Dieciocho meses de lucha. Quimioterapia, hospitales, debilidad, dolor, pero ella no se rendía. Incluso cuando perdió el pelo, bromeaba diciendo que al menos ahorraba tiempo al peinarse. Su fuerza me impresionaba y, al mismo tiempo, me asustaba, porque la veía desvanecerse y no podía hacer nada.
Hace tres meses que se fue.
El mundo se volvió silencioso. Demasiado. En nuestra casa todo sigue igual: su taza en la mesa, la manta favorita en el sofá, el libro con la marca justo en la mitad. Y yo, en medio de todo, como en una película pausada.
Nuestro hijo me salva. Tiene dieciséis años. Es mi sostén. No sé qué sería de mí sin él. Nos hemos acercado más que nunca. Hablamos de ella, no como de alguien ausente, sino como de quien sigue “ahí, cerca”. Me dice:
Papá, a mamá le encantaría cómo haces la pasta.
Y sonrío. Porque fue ella quien me enseñó a cocinar, quien me decía: “Un hombre de verdad debe saber hacer el desayuno y cómo abrazar”.
Cuando supe que el final estaba cerca, intenté prepararme. En mi cabeza imaginaba escenarios: ir solo al supermercado, celebrar las fiestas sin ella, acostarme en una cama vacía. Creía que si lo anticipaba todo, dolería menos. Pero ningún pensamiento te prepara para la realidad.
Porque el dolor no viene de las grandes pérdidas, sino de los pequeños detalles.
Todos los domingos veíamos *Antiguo y Moderno*. Era nuestra pequeña tradición. Adivinábamos los precios, discutíamos, nos reíamos. Ahora sigo encendiendo el mismo programa. Me siento en el mismo sofá. Pero a mi lado solo hay silencio. Cuando alguien en la pantalla grita una cifra, instintivamente giro la cabeza para mirarla. Pero no está. Y en esos momentos, la soledad me ahoga hasta querer gritar.
Intento seguir adelante. Preparo el desayuno, limpio, voy al cine con mi hijo. Hasta hemos plantado de nuevo sus flores favoritas en el jardín. Pero cada noche, cuando apago la luz, llega lo más difícil. Puedes abrazar almohadas todo lo que quieras, pero no huelen a amor.

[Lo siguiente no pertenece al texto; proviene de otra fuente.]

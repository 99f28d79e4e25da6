// 该文件是 Agriscan （田间扫描） 项目的一部分。
// src/lib.rs - 库主文件
//
// 本文件根据 Apache 许可证第 2.0 版（以下简称“许可证”）授权使用；
// 除非遵守该许可证条款，否则您不得使用本文件。
// 您可通过以下网址获取许可证副本：
// http://www.apache.org/licenses/LICENSE-2.0
// 除非适用法律要求或书面同意，根据本许可协议分发的软件均按“原样”提供，
// 不附带任何形式的明示或暗示的保证或条件。
// 有关许可权限与限制的具体条款，请参阅本许可协议。
//
// Copyright (C) 2026 Johann Li <me@qinka.pro>, Wareless Group

pub mod area;
pub mod color;
pub mod config;
pub mod detection;
pub mod engine;
pub mod output;
pub mod overlay;
pub mod scoring;

pub use self::config::EngineConfig;
pub use self::engine::{Engine, EngineError, ScanReport, ScanRequest, SourceImage};

pub trait FromUrl {
  type Error;
  fn from_url(url: &url::Url) -> Result<Self, Self::Error>
  where
    Self: Sized;
}

pub trait FromUrlWithScheme: FromUrl {
  const SCHEME: &'static str;
}
// 该文件是 Agriscan （田间扫描） 项目的一部分。
// src/output/draw.rs - 检测结果可视化
//
// 本文件根据 Apache 许可证第 2.0 版（以下简称“许可证”）授权使用；
// 除非遵守该许可证条款，否则您不得使用本文件。
// 您可通过以下网址获取许可证副本：
// http://www.apache.org/licenses/LICENSE-2.0
// 除非适用法律要求或书面同意，根据本许可协议分发的软件均按“原样”提供，
// 不附带任何形式的明示或暗示的保证或条件。
// 有关许可权限与限制的具体条款，请参阅本许可协议。
//
// Copyright (C) 2026 Johann Li <me@qinka.pro>, Wareless Group

use std::path::{Path, PathBuf};

use ab_glyph::{FontArc, PxScale};
use image::{ImageBuffer, Pixel};
use imageproc::drawing::{
  draw_filled_rect_mut, draw_hollow_rect_mut, draw_line_segment_mut, draw_text_mut, text_size,
};
use imageproc::rect::Rect;
use tracing::{debug, warn};

use crate::config::DrawConfig;

// 内置字体（DejaVu Sans）
const EMBEDDED_FONT: &[u8] = include_bytes!("../../assets/font.ttf");

// 无法测量文本时的字符宽度估计（相对字号）
const FALLBACK_CHAR_WIDTH_RATIO: f32 = 0.6;

/// 单个检测的绘制结果
#[derive(Debug, Clone, Copy, PartialEq, Eq)]
pub enum DrawOutcome {
  Drawn,
  Skipped(SkipReason),
}

#[derive(Debug, Clone, Copy, PartialEq, Eq)]
pub enum SkipReason {
  /// 裁剪后宽或高不为正
  Degenerate,
  /// 检测不携带多边形
  NotPolygon,
  /// 去重后顶点不足以构成多边形
  TooFewPoints,
}

/// 标注绘制工具
pub struct Draw {
  font: Option<FontArc>,
  scale: PxScale,
  line_width: u32,
  padding: i32,
  fill_alpha: u8,
  label_alpha: u8,
}

impl Default for Draw {
  fn default() -> Self {
    Self::new(&DrawConfig::default())
  }
}

impl Draw {
  pub fn new(config: &DrawConfig) -> Self {
    let font = config
      .font_path
      .as_deref()
      .and_then(load_font)
      .or_else(embedded_font);

    Self {
      font,
      scale: PxScale::from(config.font_size),
      line_width: config.line_width.max(1),
      padding: config.label_padding.max(0),
      fill_alpha: config.polygon_fill_alpha,
      label_alpha: config.polygon_label_alpha,
    }
  }

  /// 不加载字体，标签按估算尺寸只绘制背景
  #[cfg(test)]
  pub(crate) fn without_font(mut self) -> Self {
    self.font = None;
    self
  }

  pub fn has_font(&self) -> bool {
    self.font.is_some()
  }

  pub fn padding(&self) -> i32 {
    self.padding
  }

  pub fn fill_alpha(&self) -> u8 {
    self.fill_alpha
  }

  pub fn label_alpha(&self) -> u8 {
    self.label_alpha
  }

  /// 测量文本尺寸，字体不可用或测量结果为空时按字符数估算
  pub fn text_extent(&self, text: &str) -> (i32, i32) {
    let measured = self
      .font
      .as_ref()
      .map(|font| text_size(self.scale, font, text))
      .filter(|(w, h)| (*w > 0 && *h > 0) || text.is_empty());

    match measured {
      Some((w, h)) => (w as i32, h as i32),
      None => (
        (text.chars().count() as f32 * self.scale.x * FALLBACK_CHAR_WIDTH_RATIO).ceil() as i32,
        self.scale.y.ceil() as i32,
      ),
    }
  }

  /// 绘制向内加粗的矩形边框，坐标为闭区间
  pub fn draw_thick_rect<P>(
    &self,
    canvas: &mut ImageBuffer<P, Vec<u8>>,
    [x1, y1, x2, y2]: [i32; 4],
    color: P,
  ) where
    P: Pixel<Subpixel = u8>,
  {
    for t in 0..self.line_width as i32 {
      let (w, h) = (x2 - x1 + 1 - 2 * t, y2 - y1 + 1 - 2 * t);
      if w <= 0 || h <= 0 {
        break;
      }
      let rect = Rect::at(x1 + t, y1 + t).of_size(w as u32, h as u32);
      draw_hollow_rect_mut(canvas, rect, color);
    }
  }

  /// 绘制闭合折线，只绘制落在画布（按线宽外扩）内的部分
  pub fn draw_closed_outline<P>(
    &self,
    canvas: &mut ImageBuffer<P, Vec<u8>>,
    points: &[(f64, f64)],
    color: P,
  ) where
    P: Pixel<Subpixel = u8>,
  {
    if points.len() < 2 {
      return;
    }
    let margin = self.line_width as f64;
    let bounds = [
      -margin,
      -margin,
      canvas.width() as f64 - 1.0 + margin,
      canvas.height() as f64 - 1.0 + margin,
    ];
    let half = (self.line_width / 2) as i32;
    let next = points.iter().cycle().skip(1);
    for (&a, &b) in points.iter().zip(next) {
      let Some(((ax, ay), (bx, by))) = clip_segment(a, b, bounds) else {
        continue;
      };
      let (ax, ay, bx, by) = (ax as f32, ay as f32, bx as f32, by as f32);
      for dy in -half..=half {
        for dx in -half..=half {
          let (dx, dy) = (dx as f32, dy as f32);
          draw_line_segment_mut(canvas, (ax + dx, ay + dy), (bx + dx, by + dy), color);
        }
      }
    }
  }

  /// 在 [x0, y0, x1, y1) 范围内绘制标签背景，并在内边距处绘制文本
  pub fn draw_label<P>(
    &self,
    canvas: &mut ImageBuffer<P, Vec<u8>>,
    [x0, y0, x1, y1]: [i32; 4],
    text: &str,
    background: P,
    foreground: P,
  ) where
    P: Pixel<Subpixel = u8>,
  {
    if x1 <= x0 || y1 <= y0 {
      debug!("标签 '{}' 没有可用空间", text);
      return;
    }
    let rect = Rect::at(x0, y0).of_size((x1 - x0) as u32, (y1 - y0) as u32);
    draw_filled_rect_mut(canvas, rect, background);

    if let Some(font) = &self.font {
      draw_text_mut(
        canvas,
        foreground,
        x0 + self.padding,
        y0 + self.padding,
        self.scale,
        font,
        text,
      );
    }
  }
}

/// Liang-Barsky 线段裁剪，返回线段落在 [x_min, y_min, x_max, y_max] 内的部分
pub fn clip_segment(
  (ax, ay): (f64, f64),
  (bx, by): (f64, f64),
  [x_min, y_min, x_max, y_max]: [f64; 4],
) -> Option<((f64, f64), (f64, f64))> {
  let (dx, dy) = (bx - ax, by - ay);
  let (mut t0, mut t1) = (0.0f64, 1.0f64);
  for (p, q) in [
    (-dx, ax - x_min),
    (dx, x_max - ax),
    (-dy, ay - y_min),
    (dy, y_max - ay),
  ] {
    if p == 0.0 {
      if q < 0.0 {
        return None;
      }
      continue;
    }
    let r = q / p;
    if p < 0.0 {
      if r > t1 {
        return None;
      }
      t0 = t0.max(r);
    } else {
      if r < t0 {
        return None;
      }
      t1 = t1.min(r);
    }
  }
  Some((
    (ax + t0 * dx, ay + t0 * dy),
    (ax + t1 * dx, ay + t1 * dy),
  ))
}

/// Sutherland-Hodgman 多边形裁剪，结果顶点均落在 [x_min, y_min, x_max, y_max] 内
pub fn clip_polygon(points: &[(f64, f64)], [x_min, y_min, x_max, y_max]: [f64; 4]) -> Vec<(f64, f64)> {
  let clipped = clip_half_plane(points, Axis::X, x_min, true);
  let clipped = clip_half_plane(&clipped, Axis::X, x_max, false);
  let clipped = clip_half_plane(&clipped, Axis::Y, y_min, true);
  clip_half_plane(&clipped, Axis::Y, y_max, false)
}

#[derive(Clone, Copy)]
enum Axis {
  X,
  Y,
}

fn clip_half_plane(points: &[(f64, f64)], axis: Axis, bound: f64, keep_above: bool) -> Vec<(f64, f64)> {
  let coord = |(x, y): (f64, f64)| match axis {
    Axis::X => x,
    Axis::Y => y,
  };
  let inside = |point: (f64, f64)| {
    if keep_above {
      coord(point) >= bound
    } else {
      coord(point) <= bound
    }
  };

  let mut result = Vec::with_capacity(points.len() + 2);
  for (index, &current) in points.iter().enumerate() {
    let previous = points[(index + points.len() - 1) % points.len()];
    if inside(current) != inside(previous) {
      let t = (bound - coord(previous)) / (coord(current) - coord(previous));
      result.push((
        previous.0 + t * (current.0 - previous.0),
        previous.1 + t * (current.1 - previous.1),
      ));
    }
    if inside(current) {
      result.push(current);
    }
  }
  result
}

fn embedded_font() -> Option<FontArc> {
  match FontArc::try_from_slice(EMBEDDED_FONT) {
    Ok(font) => Some(font),
    Err(err) => {
      warn!("无法解析内置字体，标签仅绘制背景: {}", err);
      None
    }
  }
}

fn load_font(path: &Path) -> Option<FontArc> {
  let data = match std::fs::read(path) {
    Ok(data) => data,
    Err(err) => {
      warn!("无法读取字体文件 {}: {}", path.display(), err);
      return None;
    }
  };
  match FontArc::try_from_vec(data) {
    Ok(font) => {
      debug!("加载字体: {}", path.display());
      Some(font)
    }
    Err(err) => {
      warn!("无法解析字体文件 {}: {}", path.display(), err);
      None
    }
  }
}

/// 输出文件路径，必要时创建父目录
pub fn prepare_output_path(path: &Path) -> std::io::Result<PathBuf> {
  if let Some(parent) = path.parent()
    && !parent.as_os_str().is_empty()
  {
    std::fs::create_dir_all(parent)?;
  }
  Ok(path.to_path_buf())
}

Y aun así, a pesar de todo, estoy agradecido. Porque tuve la suerte de conocer a alguien así. Tenerla cerca durante diecisiete años es más de lo que algunos tienen en toda una vida. Dejó en mí un pedazo de sí misma: en las palabras, en las costumbres, en nuestro hijo.
A veces creo que sigue aquí. En el crujido de las páginas, en el silbido del hervidor, en la luz que entra por la ventana justo como a ella le gustaba.
Sé que algún día podré reír sin amargura. Pero por ahora, solo aprendo a vivir de nuevo, no sin ella, sino con ella en mi memoria.
Porque el amor no desaparece, aunque el cuerpo enmudezca. Solo cambia de forma, y se convierte en una luz tenue que guía a través de la oscuridad.